Un piatto teatrale che incanta gli occhi prima ancora del palato: le linguine, avvolte in un'ombra di velluto nero intenso, brillano come seta marina sotto la luce. Ogni boccone rivela la morbidezza delle seppie, il loro sapore iodato e dolce, mentre il nero dona una profondità terrosa e un retrogusto leggermente minerale. L'aroma è un richiamo all'oceano: fresco, salmastro, con un accenno di aglio dorato e prezzemolo croccante. La pasta, perfettamente al dente, trattiene il sugo creando un equilibrio tra la consistenza tenera del mollusco e la resistenza della linguine.
Consumare immediatamente per godere al massimo della freschezza e della consistenza della pasta. In caso di avanzi, conservare in un contenitore ermetico in frigorifero per massimo 24 ore. Riscaldare a fuoco bassissimo in padella con un filo d'acqua o brodo di pesce per reidratare leggermente il sugo, evitando il microonde che renderebbe la pasta gommosa. Il sugo di seppie (senza pasta) può essere congelato in monoporzioni per fino a 1 mese.
1) Per un nero più intenso e vellutato, raccogliete con cura la sacca del nero delle seppie e scioglietela in un po' di vino bianco prima di unirla al sugo, filtrando con un colino a maglia fine per eliminare eventuali granuli. 2) Cuocete la pasta 1-2 minuti in meno del tempo indicato e terminatela nella padella con il sugo, aggiungendo un mestolo di acqua di cottura: l'amido rilasciato legherà il sugo alla pasta, creando una cremosità perfetta che aderisce a ogni filo.

Per preparare le linguine al nero di seppia, mettete a bollire l'acqua che vi servirà poi per cuocere la pasta: salate a bollore. Poi pulite ciascuna seppia seguendo le indicazioni che trovate nella nostra scheda Come pulire le seppie. Per prima cosa praticate un piccolo e leggero taglio sul dorso per estrarre l'osso della seppia. Apritela a metà, quindi staccate delicatamente la sacca contenente il nero di seppia e tenetela da parte in una ciotolina coprendola con un tovagliolo inumidito in modo da non farla asciugare. Proseguite allo stesso modo per le altre.

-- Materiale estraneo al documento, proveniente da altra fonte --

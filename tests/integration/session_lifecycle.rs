//! Lifecycle, transcript and mute behaviour of the session controller,
//! driven through scripted collaborators.

use std::sync::Arc;
use std::sync::atomic::Ordering;
use std::time::Duration;

use tokio::sync::Notify;
use voice_widget::config::Labels;
use voice_widget::connection::{AgentMode, ConnectionStatus, InboundMessage};
use voice_widget::transcript::export::ExportFormat;
use voice_widget::{
    ConnectionState, Message, SendOutcome, StartOutcome, WidgetEvent,
};

use crate::helpers::{
    FakeConnector, FakeCredentials, alerts, drain_events, harness, harness_with, state_changes,
    test_config, wait_until,
};

#[tokio::test]
async fn start_connects_and_end_disconnects() {
    let mut h = harness(FakeConnector::new());

    assert_eq!(h.controller.start().await, StartOutcome::Started);
    assert_eq!(h.controller.state(), ConnectionState::Connected);
    assert!(h.controller.has_microphone());
    assert_eq!(h.recognizers.listening(), 1);
    assert_eq!(h.controller.conversation_id().as_deref(), Some("abc"));

    h.controller.end().await;
    assert_eq!(h.controller.state(), ConnectionState::Disconnected);
    assert!(!h.controller.has_microphone());
    assert_eq!(h.recognizers.listening(), 0);
    assert!(h.connector.last_connection().is_closed());
    assert_eq!(h.controller.conversation_id(), None);

    let events = drain_events(&mut h.events);
    assert_eq!(
        state_changes(&events),
        vec![
            ConnectionState::Connecting,
            ConnectionState::Connected,
            ConnectionState::Disconnected
        ]
    );
}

Dividete poi la testa dal resto del corpo, spellatela e tagliate via gli occhi assieme al dente centrale, tenendo invece la parte dei tentacoli. Prima di pulire l’ultima seppia ponete sul fuoco una pentola colma d’acqua salata e dal bordo alto, che servirà per la cottura della pasta. Sciacquate tutte le seppie così pulite sotto l’acqua corrente e tagliatele a listarelle,
lasciando intera la parte dei tentacoli. Non appena l’acqua per la pasta avrà raggiunto il bollore, salate e versate le bavette e cuocete per circa 8 minuti o il tempo indicato sulla confezione. In una padella capiente scaldate l’olio di oliva con uno spicchio di aglio sbucciato, poi non appena l’aglio sarà dorato, toglietelo
e versate le seppie, mescolate e fate rosolare per 5 minuti, poi sfumate con il vino bianco e lasciate evaporare completamente per un paio di minuti. Aggiungete un pizzico di sale, poi versate le sacche di inchiostro in padella
con l’aiuto di un cucchiaio rompete le sacche, facendo pressione con il dorso. Mescolate per insaporire le seppie. Nel frattempo la pasta sarà giunta a cottura, scolatela direttamente nella padella con le seppie.
quindi aromatizzate con il prezzemolo fresco tritato, mescolate un’ultima volta e servite subito in tavola le vostre linguine al nero di seppia.